Edited by Barra Boydell and Harry White, The encyclopaedia of music in Ireland (EMIR; Dublin: University College Dublin Press, 2013) is the first comprehensive attempt to chart Irish musical life across recorded history. It also documents Ireland’s musical relations with the world at large, notably in Britain, continental Europe, and North America, and it seeks to identify the agencies through which music has become an enduring expression of Irish political, social, religious, and cultural life.

EMIR is the collective work of 240 contributors whose research has been marshaled by an editorial and advisory board of specialists in the following domains of Irish musical experience: secular and religious music to 1600; art music, 1600–2010; Roman Catholic church music; Protestant church music; popular music; traditional music; organology and iconography; historical musicology; ethnomusicology; the history of recorded sound; music and media; music printing and publishing; and music in Ireland as trade, industry, and profession.
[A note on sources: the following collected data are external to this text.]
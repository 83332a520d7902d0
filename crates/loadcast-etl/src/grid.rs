//! Gap-free hourly time grid.
//!
//! Irregular sampling is eliminated here: every region present in the
//! observed frame receives one row per hour over the global [min, max]
//! timestamp range, with observed load joined on and gaps filled with 0.0.
//!
//! The 0.0 fill is a modeling assumption — absence of reported load is
//! treated as zero load — and is indistinguishable from genuine zero load in
//! the output. Downstream consumers must be told, which is why it is fixed
//! here and nowhere else.

use std::collections::BTreeSet;

use anyhow::{bail, Context, Result};
use polars::prelude::*;

use loadcast_core::time;
use loadcast_core::LoadcastError;

use crate::columns::{column_f64_opt, column_str};

pub const GAP_FILL_LOAD_MW: f64 = 0.0;

/// Build the complete (region × hour) grid and left-join observed load.
///
/// Expects the unioned frame from [`crate::union::union_observations`], whose
/// (region, timestamp) keys are unique. A region with at least one observed
/// row gets full grid coverage; a region absent from the observed frame
/// cannot appear at all.
pub fn build_time_grid(observed: &DataFrame) -> Result<DataFrame> {
    let ts_col = observed
        .column("timestamp")?
        .i64()
        .context("observed timestamp column must be Int64")?;
    let (min_ts, max_ts) = match (ts_col.min(), ts_col.max()) {
        (Some(min), Some(max)) => (min, max),
        _ => {
            return Err(LoadcastError::Schema(
                "cannot build a time grid from an empty observed table".to_string(),
            )
            .into())
        }
    };

    let hours = time::hourly_range(min_ts, max_ts);
    let regions: BTreeSet<String> = column_str(observed, "region")?.into_iter().collect();

    let mut grid_regions = Vec::with_capacity(regions.len() * hours.len());
    let mut grid_hours = Vec::with_capacity(regions.len() * hours.len());
    for region in &regions {
        for &hour in &hours {
            grid_regions.push(region.clone());
            grid_hours.push(hour);
        }
    }

    let grid = DataFrame::new(vec![
        Series::new("region", grid_regions),
        Series::new("timestamp", grid_hours),
    ])
    .context("assembling hourly grid")?;

    let joined = grid
        .left_join(observed, &["region", "timestamp"], &["region", "timestamp"])
        .context("joining observed load onto the hourly grid")?;

    // Observed keys are unique after the union step, so the left join cannot
    // multiply rows; a mismatch here means that invariant broke upstream.
    let expected = regions.len() * hours.len();
    if joined.height() != expected {
        bail!(
            "grid join produced {} rows, expected {} ({} regions x {} hours); observed keys are not unique",
            joined.height(),
            expected,
            regions.len(),
            hours.len()
        );
    }

    let filled: Vec<f64> = column_f64_opt(&joined, "load_mw")?
        .into_iter()
        .map(|opt| opt.unwrap_or(GAP_FILL_LOAD_MW))
        .collect();
    let mut out = joined;
    out.with_column(Series::new("load_mw", filled))
        .context("filling load gaps")?;
    Ok(out)
}

#[cfg(test)]
mod tests {
    use super::*;
    use std::collections::BTreeSet;

    fn observed(rows: &[(&str, i64, f64)]) -> DataFrame {
        let regions: Vec<String> = rows.iter().map(|(r, _, _)| r.to_string()).collect();
        let timestamps: Vec<i64> = rows.iter().map(|(_, ts, _)| *ts).collect();
        let loads: Vec<f64> = rows.iter().map(|(_, _, l)| *l).collect();
        DataFrame::new(vec![
            Series::new("region", regions),
            Series::new("timestamp", timestamps),
            Series::new("load_mw", loads),
        ])
        .unwrap()
    }

    #[test]
    fn grid_is_complete_and_gap_free() {
        // AEP observed at hours 0 and 3; DOM only at hour 1.
        let observed = observed(&[
            ("AEP", 0, 10.0),
            ("AEP", 3 * 3_600, 13.0),
            ("DOM", 3_600, 21.0),
        ]);
        let grid = build_time_grid(&observed).unwrap();

        // 2 regions x 4 hours, one row per pair, no duplicates.
        assert_eq!(grid.height(), 8);
        let regions = grid.column("region").unwrap().utf8().unwrap();
        let timestamps = grid.column("timestamp").unwrap().i64().unwrap();
        let mut keys = BTreeSet::new();
        for row in 0..grid.height() {
            keys.insert((
                regions.get(row).unwrap().to_string(),
                timestamps.get(row).unwrap(),
            ));
        }
        assert_eq!(keys.len(), 8);
        for region in ["AEP", "DOM"] {
            for hour in 0..4i64 {
                assert!(keys.contains(&(region.to_string(), hour * 3_600)));
            }
        }
    }

    #[test]
    fn gaps_fill_with_zero_and_observations_survive() {
        let observed = observed(&[("AEP", 0, 10.0), ("AEP", 2 * 3_600, 12.0)]);
        let grid = build_time_grid(&observed).unwrap();
        assert_eq!(grid.height(), 3);

        let timestamps = grid.column("timestamp").unwrap().i64().unwrap();
        let loads = grid.column("load_mw").unwrap().f64().unwrap();
        for row in 0..grid.height() {
            let expected = match timestamps.get(row).unwrap() {
                0 => 10.0,
                7_200 => 12.0,
                _ => GAP_FILL_LOAD_MW,
            };
            assert_eq!(loads.get(row), Some(expected));
        }
    }

    #[test]
    fn empty_observed_table_is_schema_error() {
        let observed = DataFrame::new(vec![
            Series::new("region", Vec::<String>::new()),
            Series::new("timestamp", Vec::<i64>::new()),
            Series::new("load_mw", Vec::<f64>::new()),
        ])
        .unwrap();
        let err = build_time_grid(&observed).unwrap_err();
        assert!(matches!(
            err.downcast_ref::<LoadcastError>(),
            Some(LoadcastError::Schema(_))
        ));
    }
}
EMIR contains some 2,000 individual entries, which collectively afford an unprecedented survey of the fabric of music in Ireland. It records and evaluates the work of hundreds of individual musicians, performers, composers, teachers, collectors, scholars, ensembles, societies, and institutions throughout Irish musical history, and it comprehends the relationship between music and its political, artistic, religious, educational, and social contexts in Ireland from the early middle ages to the present day.

In its extensive catalogues, discographies, and source materials, EMIR sets in order, often for the first time, the legacy and worklists of performers and composers active in Ireland (or of Irish extraction), notably (but not exclusively) in the 19th and early 20th centuries. It offers to the general reader brief lives of Irish musicians throughout history, and it affords the specialist a detailed retrieval of information on music in Ireland hitherto unavailable or difficult to access.

Below, the nocturne in B flat major by the widely influential John Field, one of the composers covered in the book.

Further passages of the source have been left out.